Data extracted from a collection

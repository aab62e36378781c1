use std::time::Duration;

pub(crate) const DEFAULT_TIMEOUT_SECS: u64 = 30;
pub(crate) const DEFAULT_TIMEOUT: Duration = Duration::from_secs(DEFAULT_TIMEOUT_SECS);
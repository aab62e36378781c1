use url::Url;

pub(crate) const DEMO_REST_BASE_PATH: &str = "https://demo.esign.net/restapi";
pub(crate) const STAGE_REST_BASE_PATH: &str = "https://stage.esign.net/restapi";
pub(crate) const PRODUCTION_REST_BASE_PATH: &str = "https://www.esign.net/restapi";

pub(crate) const DEMO_OAUTH_BASE_PATH: &str = "account-d.esign.com";
pub(crate) const STAGE_OAUTH_BASE_PATH: &str = "account-s.esign.com";
pub(crate) const PRODUCTION_OAUTH_BASE_PATH: &str = "account.esign.com";

/// Platform environment selector.
///
/// The REST base path and the OAuth host are both derived from this one
/// value, so the pair can never drift apart.
#[derive(Clone, Copy, Debug, PartialEq, Eq)]
pub enum Environment {
    Demo,
    Stage,
    Production,
}

impl Environment {
    /// Returns the REST API base path for this environment.
    pub fn rest_base_path(self) -> &'static str {
        match self {
            Environment::Demo => DEMO_REST_BASE_PATH,
            Environment::Stage => STAGE_REST_BASE_PATH,
            Environment::Production => PRODUCTION_REST_BASE_PATH,
        }
    }

    /// Returns the OAuth host (no scheme) for this environment.
    pub fn oauth_base_path(self) -> &'static str {
        match self {
            Environment::Demo => DEMO_OAUTH_BASE_PATH,
            Environment::Stage => STAGE_OAUTH_BASE_PATH,
            Environment::Production => PRODUCTION_OAUTH_BASE_PATH,
        }
    }

    /// Recognizes the environment behind a REST base path.
    ///
    /// Returns `None` for custom hosts; callers keep their previous OAuth
    /// host in that case instead of guessing.
    pub fn from_rest_base_path(base_path: &str) -> Option<Self> {
        let url = Url::parse(base_path).ok()?;
        match url.host_str()? {
            "demo.esign.net" => Some(Environment::Demo),
            "stage.esign.net" => Some(Environment::Stage),
            "www.esign.net" => Some(Environment::Production),
            _ => None,
        }
    }
}
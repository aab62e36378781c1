use serde::{Deserialize, Serialize};

/// Bearer token returned by the token endpoint.
///
/// `expires_in` is the literal value reported by the server, not recomputed
/// locally.
#[derive(Debug, Clone, Serialize, Deserialize, Default)]
#[serde(default)]
pub struct TokenResponse {
    pub access_token: String,
    pub token_type: String,
    pub expires_in: i64,
}

/// Identity endpoint response for the authenticated user.
#[derive(Debug, Clone, Serialize, Deserialize, Default)]
#[serde(default)]
pub struct UserInfo {
    pub sub: String,
    pub name: Option<String>,
    pub email: Option<String>,
    pub accounts: Vec<AccountInfo>,
}

/// One account the authenticated user may act in.
#[derive(Debug, Clone, Serialize, Deserialize, Default)]
#[serde(default)]
pub struct AccountInfo {
    pub account_id: String,
    pub account_name: Option<String>,
    pub base_uri: String,
    pub is_default: bool,
}
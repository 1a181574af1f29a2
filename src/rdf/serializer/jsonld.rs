//! JSON-LD in expanded form.
//!
//! Output is the expanded document sophia writes from the graph. Input must
//! already be expanded: documents carrying `@context` are refused rather than
//! resolved.

use std::sync::Arc;

use serde_json::Value;
use sophia_api::dataset::Dataset;
use sophia_api::parser::QuadParser;
use sophia_api::quad::Quad;
use sophia_api::serializer::{QuadSerializer, Stringifier};
use sophia_api::source::QuadSource;
use sophia_api::term::SimpleTerm;
use sophia_inmem::dataset::LightDataset;
use sophia_iri::Iri;
use sophia_jsonld::loader::NoLoader;
use sophia_jsonld::{JsonLdOptions, JsonLdParser, JsonLdSerializer};

use crate::rdf::{Graph, RdfError, Triple};

pub fn to_json_ld(graph: &Graph) -> Result<String, RdfError> {
    let quads: Vec<([SimpleTerm<'_>; 3], Option<SimpleTerm<'_>>)> =
        graph.as_sophia().into_iter().map(|triple| (triple, None)).collect();

    let mut stringifier = JsonLdSerializer::new_stringifier();
    stringifier.serialize_dataset(&quads).map_err(|e| RdfError::Serialize(e.to_string()))?;
    Ok(stringifier.as_str().to_string())
}

/// Reads the default graph of an expanded document; relative IRIs resolve
/// against `base`.
pub fn from_json_ld(input: &str, base: Option<&str>) -> Result<Graph, RdfError> {
    let document: Value = serde_json::from_str(input).map_err(|e| RdfError::Syntax(e.to_string()))?;
    if has_context(&document) {
        return Err(RdfError::Syntax("@context is not supported; send expanded JSON-LD".to_string()));
    }

    let mut options = JsonLdOptions::new().with_default_document_loader::<NoLoader>();
    if let Some(b) = base.filter(|b| !b.is_empty()) {
        let iri = Iri::new(Arc::<str>::from(b)).map_err(|_| RdfError::BadIri(b.to_string()))?;
        options = options.with_base(iri);
    }
    let dataset: LightDataset = JsonLdParser::new_with_options(options)
        .parse_str(input)
        .collect_quads()
        .map_err(|e| RdfError::Syntax(e.to_string()))?;

    let mut graph = Graph::new();
    for quad in dataset.quads() {
        let quad = quad.map_err(|e| RdfError::Syntax(e.to_string()))?;
        if quad.g().is_none() {
            graph.insert(Triple::from_sophia([quad.s(), quad.p(), quad.o()])?);
        }
    }
    Ok(graph)
}

fn has_context(value: &Value) -> bool {
    match value {
        Value::Object(node) => node.contains_key("@context") || node.get("@graph").map_or(false, has_context),
        Value::Array(nodes) => nodes.iter().any(has_context),
        _ => false,
    }
}

#[cfg(test)]
mod tests {
    use super::*;
    use crate::rdf::vocab::RDF_TYPE;
    use crate::rdf::{Literal, Term};

    #[test]
    fn writes_expanded_node_objects() {
        let graph: Graph = [
            Triple::new(Term::iri("http://localhost/a"), RDF_TYPE, Term::iri("http://example.org/Thing")),
            Triple::new(Term::iri("http://localhost/a"), "info:test#label", Term::literal("bar")),
        ]
        .into_iter()
        .collect();

        let value: Value = serde_json::from_str(&to_json_ld(&graph).unwrap()).unwrap();
        let node = &value[0];
        assert_eq!(node["@id"], "http://localhost/a");
        assert_eq!(node["@type"][0], "http://example.org/Thing");
        assert_eq!(node["info:test#label"][0]["@value"], "bar");
    }

    #[test]
    fn reads_values_and_nested_nodes() {
        let doc = r#"[{
            "@id": "",
            "info:test#label": [{ "@value": "foo" }],
            "info:test#part": [{
                "@id": "part",
                "info:test#label": [{ "@value": "p", "@language": "en" }]
            }]
        }]"#;
        let graph = from_json_ld(doc, Some("http://localhost/a")).unwrap();
        assert_eq!(graph.len(), 3);
        assert!(graph.contains(&Triple::new(Term::iri("http://localhost/a"), "info:test#label", Term::literal("foo"))));
        assert!(graph.contains(&Triple::new(
            Term::iri("http://localhost/a"),
            "info:test#part",
            Term::iri("http://localhost/part"),
        )));
        assert!(graph.contains(&Triple::new(
            Term::iri("http://localhost/part"),
            "info:test#label",
            Term::Literal(Literal::lang("p", "en")),
        )));
    }

    #[test]
    fn refuses_contexts() {
        let doc = r#"{ "@context": { "x": "http://x/" }, "@id": "urn:a", "x:p": "v" }"#;
        assert!(matches!(from_json_ld(doc, None), Err(RdfError::Syntax(_))));
        let nested = r#"{ "@graph": [{ "@context": {}, "@id": "urn:a" }] }"#;
        assert!(from_json_ld(nested, None).is_err());
    }
}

■ Task:
Output the entire set of records exactly as shown.

■ Finished task:
repository aab62e36378781c1
use std::time::Duration;

pub(crate) const DEFAULT_TIMEOUT_SECS: u64 = 30;
pub(crate) const DEFAULT_TIMEOUT: Duration = Duration::from_secs(DEFAULT_TIMEOUT_SECS);
repository aab62e36378781c1
use url::Url;

pub(crate) const DEMO_REST_BASE_PATH: &str = "https://demo.esign.net/restapi";
pub(crate) const STAGE_REST_BASE_PATH: &str = "https://stage.esign.net/restapi";
pub(crate) const PRODUCTION_REST_BASE_PATH: &str = "https://www.esign.net/restapi";

pub(crate) const DEMO_OAUTH_BASE_PATH: &str = "account-d.esign.com";
pub(crate) const STAGE_OAUTH_BASE_PATH: &str = "account-s.esign.com";
pub(crate) const PRODUCTION_OAUTH_BASE_PATH: &str = "account.esign.com";

/// Platform environment selector.
///
/// The REST base path and the OAuth host are both derived from this one
/// value, so the pair can never drift apart.
#[derive(Clone, Copy, Debug, PartialEq, Eq)]
pub enum Environment {
    Demo,
    Stage,
    Production,
}

impl Environment {
    /// Returns the REST API base path for this environment.
    pub fn rest_base_path(self) -> &'static str {
        match self {
            Environment::Demo => DEMO_REST_BASE_PATH,
            Environment::Stage => STAGE_REST_BASE_PATH,
            Environment::Production => PRODUCTION_REST_BASE_PATH,
        }
    }

    /// Returns the OAuth host (no scheme) for this environment.
    pub fn oauth_base_path(self) -> &'static str {
        match self {
            Environment::Demo => DEMO_OAUTH_BASE_PATH,
            Environment::Stage => STAGE_OAUTH_BASE_PATH,
            Environment::Production => PRODUCTION_OAUTH_BASE_PATH,
        }
    }

    /// Recognizes the environment behind a REST base path.
    ///
    /// Returns `None` for custom hosts; callers keep their previous OAuth
    /// host in that case instead of guessing.
    pub fn from_rest_base_path(base_path: &str) -> Option<Self> {
        let url = Url::parse(base_path).ok()?;
        match url.host_str()? {
            "demo.esign.net" => Some(Environment::Demo),
            "stage.esign.net" => Some(Environment::Stage),
            "www.esign.net" => Some(Environment::Production),
            _ => None,
        }
    }
}
repository aab62e36378781c1
use serde::{Deserialize, Serialize};

/// Bearer token returned by the token endpoint.
///
/// `expires_in` is the literal value reported by the server, not recomputed
/// locally.
#[derive(Debug, Clone, Serialize, Deserialize, Default)]
#[serde(default)]
pub struct TokenResponse {
    pub access_token: String,
    pub token_type: String,
    pub expires_in: i64,
}

/// Identity endpoint response for the authenticated user.
#[derive(Debug, Clone, Serialize, Deserialize, Default)]
#[serde(default)]
pub struct UserInfo {
    pub sub: String,
    pub name: Option<String>,
    pub email: Option<String>,
    pub accounts: Vec<AccountInfo>,
}

/// One account the authenticated user may act in.
#[derive(Debug, Clone, Serialize, Deserialize, Default)]
#[serde(default)]
pub struct AccountInfo {
    pub account_id: String,
    pub account_name: Option<String>,
    pub base_uri: String,
    pub is_default: bool,
}
repository 1a181574af1f29a2
filename src/rdf/serializer/jsonld.rs
//! JSON-LD in expanded form.
//!
//! Output is the expanded document sophia writes from the graph. Input must
//! already be expanded: documents carrying `@context` are refused rather than
//! resolved.

use std::sync::Arc;

use serde_json::Value;
use sophia_api::dataset::Dataset;
use sophia_api::parser::QuadParser;
use sophia_api::quad::Quad;
use sophia_api::serializer::{QuadSerializer, Stringifier};
use sophia_api::source::QuadSource;
use sophia_api::term::SimpleTerm;
use sophia_inmem::dataset::LightDataset;
use sophia_iri::Iri;
use sophia_jsonld::loader::NoLoader;
use sophia_jsonld::{JsonLdOptions, JsonLdParser, JsonLdSerializer};

use crate::rdf::{Graph, RdfError, Triple};

pub fn to_json_ld(graph: &Graph) -> Result<String, RdfError> {
    let quads: Vec<([SimpleTerm<'_>; 3], Option<SimpleTerm<'_>>)> =
        graph.as_sophia().into_iter().map(|triple| (triple, None)).collect();

    let mut stringifier = JsonLdSerializer::new_stringifier();
    stringifier.serialize_dataset(&quads).map_err(|e| RdfError::Serialize(e.to_string()))?;
    Ok(stringifier.as_str().to_string())
}

/// Reads the default graph of an expanded document; relative IRIs resolve
/// against `base`.
pub fn from_json_ld(input: &str, base: Option<&str>) -> Result<Graph, RdfError> {
    let document: Value = serde_json::from_str(input).map_err(|e| RdfError::Syntax(e.to_string()))?;
    if has_context(&document) {
        return Err(RdfError::Syntax("@context is not supported; send expanded JSON-LD".to_string()));
    }

    let mut options = JsonLdOptions::new().with_default_document_loader::<NoLoader>();
    if let Some(b) = base.filter(|b| !b.is_empty()) {
        let iri = Iri::new(Arc::<str>::from(b)).map_err(|_| RdfError::BadIri(b.to_string()))?;
        options = options.with_base(iri);
    }
    let dataset: LightDataset = JsonLdParser::new_with_options(options)
        .parse_str(input)
        .collect_quads()
        .map_err(|e| RdfError::Syntax(e.to_string()))?;

    let mut graph = Graph::new();
    for quad in dataset.quads() {
        let quad = quad.map_err(|e| RdfError::Syntax(e.to_string()))?;
        if quad.g().is_none() {
            graph.insert(Triple::from_sophia([quad.s(), quad.p(), quad.o()])?);
        }
    }
    Ok(graph)
}

fn has_context(value: &Value) -> bool {
    match value {
        Value::Object(node) => node.contains_key("@context") || node.get("@graph").map_or(false, has_context),
        Value::Array(nodes) => nodes.iter().any(has_context),
        _ => false,
    }
}

#[cfg(test)]
mod tests {
    use super::*;
    use crate::rdf::vocab::RDF_TYPE;
    use crate::rdf::{Literal, Term};

    #[test]
    fn writes_expanded_node_objects() {
        let graph: Graph = [
            Triple::new(Term::iri("http://localhost/a"), RDF_TYPE, Term::iri("http://example.org/Thing")),
            Triple::new(Term::iri("http://localhost/a"), "info:test#label", Term::literal("bar")),
        ]
        .into_iter()
        .collect();

        let value: Value = serde_json::from_str(&to_json_ld(&graph).unwrap()).unwrap();
        let node = &value[0];
        assert_eq!(node["@id"], "http://localhost/a");
        assert_eq!(node["@type"][0], "http://example.org/Thing");
        assert_eq!(node["info:test#label"][0]["@value"], "bar");
    }

    #[test]
    fn reads_values_and_nested_nodes() {
        let doc = r#"[{
            "@id": "",
            "info:test#label": [{ "@value": "foo" }],
            "info:test#part": [{
                "@id": "part",
                "info:test#label": [{ "@value": "p", "@language": "en" }]
            }]
        }]"#;
        let graph = from_json_ld(doc, Some("http://localhost/a")).unwrap();
        assert_eq!(graph.len(), 3);
        assert!(graph.contains(&Triple::new(Term::iri("http://localhost/a"), "info:test#label", Term::literal("foo"))));
        assert!(graph.contains(&Triple::new(
            Term::iri("http://localhost/a"),
            "info:test#part",
            Term::iri("http://localhost/part"),
        )));
        assert!(graph.contains(&Triple::new(
            Term::iri("http://localhost/part"),
            "info:test#label",
            Term::Literal(Literal::lang("p", "en")),
        )));
    }

    #[test]
    fn refuses_contexts() {
        let doc = r#"{ "@context": { "x": "http://x/" }, "@id": "urn:a", "x:p": "v" }"#;
        assert!(matches!(from_json_ld(doc, None), Err(RdfError::Syntax(_))));
        let nested = r#"{ "@graph": [{ "@context": {}, "@id": "urn:a" }] }"#;
        assert!(from_json_ld(nested, None).is_err());
    }
}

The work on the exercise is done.